(Records contained in a dataset)

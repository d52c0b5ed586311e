use std::sync::Arc;
use tracing::{info, instrument, warn};

use super::{not_found, require};
use crate::core::top_films;
use crate::error::{AppError, AppResult};
use crate::infrastructure::Storage;
use crate::models::{Film, FilmId, UserId};

#[derive(Clone)]
pub struct FilmRepository {
    storage: Arc<dyn Storage>,
}

impl FilmRepository {
    pub fn new(storage: Arc<dyn Storage>) -> Self {
        Self { storage }
    }

    /// Store a new film. A caller-supplied id that is already taken is a
    /// conflict; any other supplied id is replaced by a fresh one.
    #[instrument(skip(self, film), fields(name = %film.name))]
    pub async fn create(&self, film: Film) -> AppResult<Film> {
        if let Some(id) = film.id {
            if self.storage.film_exists(id).await? {
                warn!(film_id = id, "rejected create with an id in use");
                return Err(AppError::Conflict(format!("Film {} already exists", id)));
            }
        }
        let created = self.storage.create_film(film).await?;
        info!(film_id = ?created.id, "film created");
        Ok(created)
    }

    pub async fn find_by_id(&self, id: FilmId) -> AppResult<Option<Film>> {
        self.storage.get_film(id).await
    }

    pub async fn get(&self, id: FilmId) -> AppResult<Film> {
        require(self.find_by_id(id).await?, "Film", id)
    }

    pub async fn find_all(&self) -> AppResult<Vec<Film>> {
        self.storage.get_all_films().await
    }

    /// Replace every field and association set of film `id`
    #[instrument(skip(self, film))]
    pub async fn update(&self, id: FilmId, film: Film) -> AppResult<Film> {
        match self.storage.update_film(id, film).await? {
            Some(updated) => {
                info!(film_id = id, "film updated");
                Ok(updated)
            }
            None => {
                warn!(film_id = id, "update of unknown film");
                Err(not_found("Film", id))
            }
        }
    }

    #[instrument(skip(self))]
    pub async fn delete(&self, id: FilmId) -> AppResult<bool> {
        let removed = self.storage.delete_film(id).await?;
        if removed {
            info!(film_id = id, "film deleted");
        }
        Ok(removed)
    }

    async fn ensure_film_and_user(&self, id: FilmId, user_id: UserId) -> AppResult<()> {
        if !self.storage.film_exists(id).await? {
            return Err(not_found("Film", id));
        }
        if !self.storage.user_exists(user_id).await? {
            return Err(not_found("User", user_id));
        }
        Ok(())
    }

    /// `true` if the like was new
    #[instrument(skip(self))]
    pub async fn add_like(&self, id: FilmId, user_id: UserId) -> AppResult<bool> {
        self.ensure_film_and_user(id, user_id).await?;
        let added = self.storage.add_like(id, user_id).await?;
        info!(film_id = id, user_id, added, "like stored");
        Ok(added)
    }

    #[instrument(skip(self))]
    pub async fn remove_like(&self, id: FilmId, user_id: UserId) -> AppResult<bool> {
        self.ensure_film_and_user(id, user_id).await?;
        let removed = self.storage.remove_like(id, user_id).await?;
        if !removed {
            warn!(film_id = id, user_id, "no like to remove");
        }
        Ok(removed)
    }

    /// Most liked films first, ties by ascending id; `count <= 0` is empty
    pub async fn top_films(&self, count: i64) -> AppResult<Vec<Film>> {
        if count <= 0 {
            return Ok(Vec::new());
        }
        let films = self.storage.get_all_films().await?;
        Ok(top_films(films, count))
    }
}
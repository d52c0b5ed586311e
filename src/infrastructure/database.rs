// Storage capability - the operations every storage variant provides
// Implemented by `SqliteDatabase` (sqlx) and `InMemoryDatabase`. Ids passed in
// an aggregate's `id` field are ignored on create: the store assigns them.

use async_trait::async_trait;
use std::collections::BTreeSet;

use crate::core::FriendshipOutcome;
use crate::error::AppResult;
use crate::models::{Film, FilmId, Genre, GenreId, Mpa, MpaId, User, UserId};

#[async_trait]
pub trait FilmStorage: Send + Sync {
    /// Insert a film with its genre and like sets as one unit
    async fn create_film(&self, film: Film) -> AppResult<Film>;
    async fn get_film(&self, id: FilmId) -> AppResult<Option<Film>>;
    /// All films in ascending id (creation) order
    async fn get_all_films(&self) -> AppResult<Vec<Film>>;
    /// Replace scalar columns and every association set; `None` if absent
    async fn update_film(&self, id: FilmId, film: Film) -> AppResult<Option<Film>>;
    async fn delete_film(&self, id: FilmId) -> AppResult<bool>;
    async fn film_exists(&self, id: FilmId) -> AppResult<bool>;

    /// `true` if the like was new
    async fn add_like(&self, film_id: FilmId, user_id: UserId) -> AppResult<bool>;
    /// `true` if a like was removed
    async fn remove_like(&self, film_id: FilmId, user_id: UserId) -> AppResult<bool>;
}

#[async_trait]
pub trait UserStorage: Send + Sync {
    async fn create_user(&self, user: User) -> AppResult<User>;
    async fn get_user(&self, id: UserId) -> AppResult<Option<User>>;
    /// All users in ascending id order
    async fn get_all_users(&self) -> AppResult<Vec<User>>;
    /// Users with the given ids, ascending; unknown ids are skipped
    async fn get_users(&self, ids: &BTreeSet<UserId>) -> AppResult<Vec<User>>;
    async fn update_user(&self, id: UserId, user: User) -> AppResult<Option<User>>;
    async fn delete_user(&self, id: UserId) -> AppResult<bool>;
    async fn user_exists(&self, id: UserId) -> AppResult<bool>;

    async fn request_friend(&self, user_id: UserId, friend_id: UserId)
        -> AppResult<FriendshipOutcome>;
    /// Remove any edge between the pair, in either direction
    async fn remove_friend(&self, user_id: UserId, friend_id: UserId) -> AppResult<bool>;
    /// Ids joined to `user_id` by a CONFIRMED edge
    async fn confirmed_friend_ids(&self, user_id: UserId) -> AppResult<BTreeSet<UserId>>;
}

#[async_trait]
pub trait GenreStorage: Send + Sync {
    async fn create_genre(&self, genre: Genre) -> AppResult<Genre>;
    async fn get_genre(&self, id: GenreId) -> AppResult<Option<Genre>>;
    async fn get_all_genres(&self) -> AppResult<Vec<Genre>>;
    async fn update_genre(&self, id: GenreId, genre: Genre) -> AppResult<Option<Genre>>;
    async fn delete_genre(&self, id: GenreId) -> AppResult<bool>;
}

#[async_trait]
pub trait MpaStorage: Send + Sync {
    async fn create_mpa(&self, mpa: Mpa) -> AppResult<Mpa>;
    async fn get_mpa(&self, id: MpaId) -> AppResult<Option<Mpa>>;
    async fn get_all_mpa(&self) -> AppResult<Vec<Mpa>>;
    async fn update_mpa(&self, id: MpaId, mpa: Mpa) -> AppResult<Option<Mpa>>;
    async fn delete_mpa(&self, id: MpaId) -> AppResult<bool>;
}

/// Everything a repository needs from a store
pub trait Storage: FilmStorage + UserStorage + GenreStorage + MpaStorage {
    fn backend_name(&self) -> &'static str;
}
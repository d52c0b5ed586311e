// Filmorate store - film and user aggregates over relational association tables

// Core reconciliation logic: row folding, friendship rules, ranking
pub mod core;

// Domain aggregates and row shapes
pub mod models;

// Storage variants, schema and association synchronization
pub mod infrastructure;

// Aggregate repositories composed over a storage variant
pub mod repository;

// HTTP surface
pub mod api;
pub mod app_state;
pub mod validation;

// Common utilities
pub mod config;
pub mod error;

// Re-exports for convenience
pub use error::{AppError, AppResult};
pub use repository::{FilmRepository, GenreRepository, MpaRepository, Repositories, UserRepository};
// Filmorate server - films, users, ratings and genres over HTTP

use tokio::net::TcpListener;
use tower_http::cors::CorsLayer;
use tower_http::trace::TraceLayer;
use tracing::info;
use tracing_subscriber::EnvFilter;

use filmorate_store::{api::create_router, app_state::AppState, config::Config};

#[tokio::main]
async fn main() -> anyhow::Result<()> {
    // Initialize tracing
    tracing_subscriber::fmt()
        .with_env_filter(
            EnvFilter::try_from_default_env().unwrap_or_else(|_| EnvFilter::new("info")),
        )
        .init();

    // Load configuration
    let config = Config::from_env()?;

    // Initialize application state
    let app_state = AppState::new(config.clone()).await?;

    let app = create_router(app_state)
        .layer(TraceLayer::new_for_http())
        .layer(CorsLayer::permissive());

    // Start server
    let addr = config.server_address();
    info!("Filmorate server listening on http://{}", addr);
    info!("  /films  /films/popular  /films/{{id}}/like/{{user_id}}");
    info!("  /users  /users/{{id}}/friends  /users/{{id}}/friends/common/{{other_id}}");
    info!("  /genres  /mpa");

    let listener = TcpListener::bind(&addr).await?;
    axum::serve(listener, app).await?;

    Ok(())
}
use std::sync::Arc;
use tracing::{info, instrument, warn};

use super::{not_found, require};
use crate::core::friendship::mutual_friends;
use crate::core::FriendshipOutcome;
use crate::error::{AppError, AppResult};
use crate::infrastructure::Storage;
use crate::models::{User, UserId};

#[derive(Clone)]
pub struct UserRepository {
    storage: Arc<dyn Storage>,
}

impl UserRepository {
    pub fn new(storage: Arc<dyn Storage>) -> Self {
        Self { storage }
    }

    #[instrument(skip(self, user), fields(login = %user.login))]
    pub async fn create(&self, user: User) -> AppResult<User> {
        if let Some(id) = user.id {
            if self.storage.user_exists(id).await? {
                warn!(user_id = id, "rejected create with an id in use");
                return Err(AppError::Conflict(format!("User {} already exists", id)));
            }
        }
        let created = self.storage.create_user(user).await?;
        info!(user_id = ?created.id, "user created");
        Ok(created)
    }

    pub async fn find_by_id(&self, id: UserId) -> AppResult<Option<User>> {
        self.storage.get_user(id).await
    }

    pub async fn get(&self, id: UserId) -> AppResult<User> {
        require(self.find_by_id(id).await?, "User", id)
    }

    pub async fn find_all(&self) -> AppResult<Vec<User>> {
        self.storage.get_all_users().await
    }

    #[instrument(skip(self, user))]
    pub async fn update(&self, id: UserId, user: User) -> AppResult<User> {
        match self.storage.update_user(id, user).await? {
            Some(updated) => {
                info!(user_id = id, "user updated");
                Ok(updated)
            }
            None => {
                warn!(user_id = id, "update of unknown user");
                Err(not_found("User", id))
            }
        }
    }

    #[instrument(skip(self))]
    pub async fn delete(&self, id: UserId) -> AppResult<bool> {
        let removed = self.storage.delete_user(id).await?;
        if removed {
            info!(user_id = id, "user deleted");
        }
        Ok(removed)
    }

    async fn ensure_users(&self, ids: &[UserId]) -> AppResult<()> {
        for &id in ids {
            if !self.storage.user_exists(id).await? {
                return Err(not_found("User", id));
            }
        }
        Ok(())
    }

    #[instrument(skip(self))]
    pub async fn request_friend(
        &self,
        id: UserId,
        friend_id: UserId,
    ) -> AppResult<FriendshipOutcome> {
        if id == friend_id {
            return Err(AppError::InvalidArgument(format!(
                "User {} cannot befriend itself",
                id
            )));
        }
        self.ensure_users(&[id, friend_id]).await?;

        let outcome = self.storage.request_friend(id, friend_id).await?;
        match outcome {
            FriendshipOutcome::Unchanged => {
                warn!(user_id = id, friend_id, "friend request changed nothing")
            }
            _ => info!(user_id = id, friend_id, ?outcome, "friend request applied"),
        }
        Ok(outcome)
    }

    #[instrument(skip(self))]
    pub async fn remove_friend(&self, id: UserId, friend_id: UserId) -> AppResult<bool> {
        self.ensure_users(&[id, friend_id]).await?;
        let removed = self.storage.remove_friend(id, friend_id).await?;
        if removed {
            info!(user_id = id, friend_id, "friendship removed");
        }
        Ok(removed)
    }

    /// Users joined to `id` by a confirmed edge, ascending by id
    pub async fn list_friends(&self, id: UserId) -> AppResult<Vec<User>> {
        self.ensure_users(&[id]).await?;
        let ids = self.storage.confirmed_friend_ids(id).await?;
        self.storage.get_users(&ids).await
    }

    pub async fn list_mutual_friends(&self, id: UserId, other_id: UserId) -> AppResult<Vec<User>> {
        self.ensure_users(&[id, other_id]).await?;
        let mine = self.storage.confirmed_friend_ids(id).await?;
        let theirs = self.storage.confirmed_friend_ids(other_id).await?;
        self.storage.get_users(&mutual_friends(&mine, &theirs)).await
    }
}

> **PROBLEM DESCRIPTION**:
The entries above hold the needed span. Transcribe exactly the lines from the one with "async fn get_all_users(&self)" to the one with "-> AppResult<FriendshipOutcome>;", both included.

> **ANSWER TO THIS PROBLEM**:
    async fn get_all_users(&self) -> AppResult<Vec<User>>;
    /// Users with the given ids, ascending; unknown ids are skipped
    async fn get_users(&self, ids: &BTreeSet<UserId>) -> AppResult<Vec<User>>;
    async fn update_user(&self, id: UserId, user: User) -> AppResult<Option<User>>;
    async fn delete_user(&self, id: UserId) -> AppResult<bool>;
    async fn user_exists(&self, id: UserId) -> AppResult<bool>;

    async fn request_friend(&self, user_id: UserId, friend_id: UserId)
        -> AppResult<FriendshipOutcome>;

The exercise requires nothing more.